A family gathering in Quebec to celebrate the arrival of a new baby boy suddenly turned sour this weekend when someone discovered a piece of a catheter inside ice cream.
Three people had already started eating the Coaticook brand ice cream flavoured with pecan nuts, chocolate and double caramel when one of the guests – the new grandfather – felt something hard in his mouth.
He spit it out and saw it was a piece of a catheter.
There was something dark on the tip and the family couldn't tell if it was caramel or blood.
"He put it in his mouth and found the tip of syringe," Carole-Anne Christofferson told Radio-Canada.
"He's the worst off, the most affected. He's not even able to speak about it."
The ice cream had been bought at a grocery store in Trois-Rivières, Que.
HIV, hepatitis testing
After calling Quebec's health line, the family was told to go to a hospital for HIV testing, as well as for Hepatitis A, B and C.
They were told they would also need blood tests for the next six months.
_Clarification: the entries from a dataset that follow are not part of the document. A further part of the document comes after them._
// src/controller/context.rs - Controller state owned by the dispatch task
use crate::config::PanelKindConfig;

/// Coarse printer state tracked on behalf of the panel. Mutated only by the
/// controller's own transition code, from panel commands and firmware events.
#[derive(Debug, Clone, Copy, PartialEq, Eq, Default)]
pub enum PrinterState {
    #[default]
    Idle,
    Printing,
    Pausing,
    Paused,
    Stopping,
    Probing,
    ResumingFromPowerOutage,
}

/// Why the current pause is being held. Meaningful only while paused; decides
/// whether "resume" maps to a firmware resume or a user-confirmed signal.
#[derive(Debug, Clone, Copy, PartialEq, Eq, Default)]
pub enum PauseState {
    #[default]
    Idle,
    HeaterTimedOut,
    PurgingFilament,
}

/// Per-heater progress toward its target, reported to the panel as heating /
/// heating-done notifications.
#[derive(Debug, Clone, Copy, PartialEq, Eq, Default)]
pub enum HeaterState {
    #[default]
    Off,
    TempSet,
    TempReached,
}

/// Sticky fault reported on the next firmware-info request in place of the
/// version string.
#[derive(Debug, Clone, Copy, PartialEq, Eq, Default)]
pub enum LastError {
    #[default]
    None,
    AbnormalBedTemp,
    AbnormalHotendTemp,
    NoSdCard,
    PowerLoss,
    EepromMismatch,
    FilamentRunout,
}

/// Panel hardware revision. The two revisions frame a few commands
/// differently, so when unconfigured we probe and lock in the answer.
#[derive(Debug, Clone, Copy, PartialEq, Eq, Default)]
pub enum PanelKind {
    #[default]
    Unknown,
    Standard,
    New,
}

impl From<PanelKindConfig> for PanelKind {
    fn from(kind: PanelKindConfig) -> Self {
        match kind {
            PanelKindConfig::Auto => PanelKind::Unknown,
            PanelKindConfig::Standard => PanelKind::Standard,
            PanelKindConfig::New => PanelKind::New,
        }
    }
}

/// Mesh cell focused on the panel's leveling screen. The sentinel means
/// "nothing selected"; re-selecting the same cell triggers a physical visit.
#[derive(Debug, Clone, Copy, PartialEq, Eq)]
pub struct SelectedMeshPoint {
    pub x: u8,
    pub y: u8,
}

impl SelectedMeshPoint {
    pub const NONE: Self = Self { x: 99, y: 99 };

    pub fn clear(&mut self) {
        *self = Self::NONE;
    }

    pub fn is(&self, x: u8, y: u8) -> bool {
        self.x == x && self.y == y
    }
}

/// All mutable controller state, passed to every dispatcher. Single-threaded
/// by construction: the controller task owns it exclusively.
#[derive(Debug, Clone)]
pub struct ControllerContext {
    pub printer_state: PrinterState,
    pub pause_state: PauseState,
    pub hotend_state: HeaterState,
    pub hotbed_state: HeaterState,
    pub last_error: LastError,
    pub panel_kind: PanelKind,
    pub selected_mesh_point: SelectedMeshPoint,

    /// Cumulative babystepped Z shift applied during the current print.
    /// Distinct from the persisted probe offset, which is only edited idle.
    pub live_z_offset: f32,

    /// Most recent file or navigation token selected on the panel, stored
    /// without its leading slash.
    pub file_selection: String,

    /// Consecutive out-of-range heater readings, one slot per heater.
    pub hotend_fault_ticks: u8,
    pub hotbed_fault_ticks: u8,
}

impl ControllerContext {
    pub fn new(panel_kind: PanelKind) -> Self {
        Self {
            printer_state: PrinterState::Idle,
            pause_state: PauseState::Idle,
            hotend_state: HeaterState::Off,
            hotbed_state: HeaterState::Off,
            last_error: LastError::None,
            panel_kind,
            selected_mesh_point: SelectedMeshPoint::NONE,
            live_z_offset: 0.0,
            file_selection: String::new(),
            hotend_fault_ticks: 0,
            hotbed_fault_ticks: 0,
        }
    }

    /// Take the pending error, if any, clearing it.
    pub fn take_last_error(&mut self) -> Option<LastError> {
        match self.last_error {
            LastError::None => None,
            err => {
                self.last_error = LastError::None;
                Some(err)
            }
        }
    }
}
Christofferson has already complained to the ice cream maker and isn't ruling out taking legal action.
Coaticook said it will be conducting an internal investigation into what happened.
Representatives for the ice cream producer say it's the first time the company has received such a complaint.
Based on the product's lot number, they know the exact date the ice cream was made and are checking surveillance video.
The company maintains it is safe to consume its products.
"We have so many internal controls here and in food production in general that having something like that show up in a food item, it's not normal," said Jean Provencher, the owner of Coaticook.
Representatives from the Canadian Food Inspection Agency will be at Coaticook on Tuesday to look into the incident.
HIV concern overblown, group says
Keith Monteith, executive director of COCQ-SIDA, a network of AIDS-focused community organizations in Quebec, said it's "highly unlikely" that someone could contract HIV this way.
"The HIV virus is quite fragile and we're talking about something that was frozen," he said.
"I certainly hope that those people who found it are not losing sleep thinking that they've contracted HIV."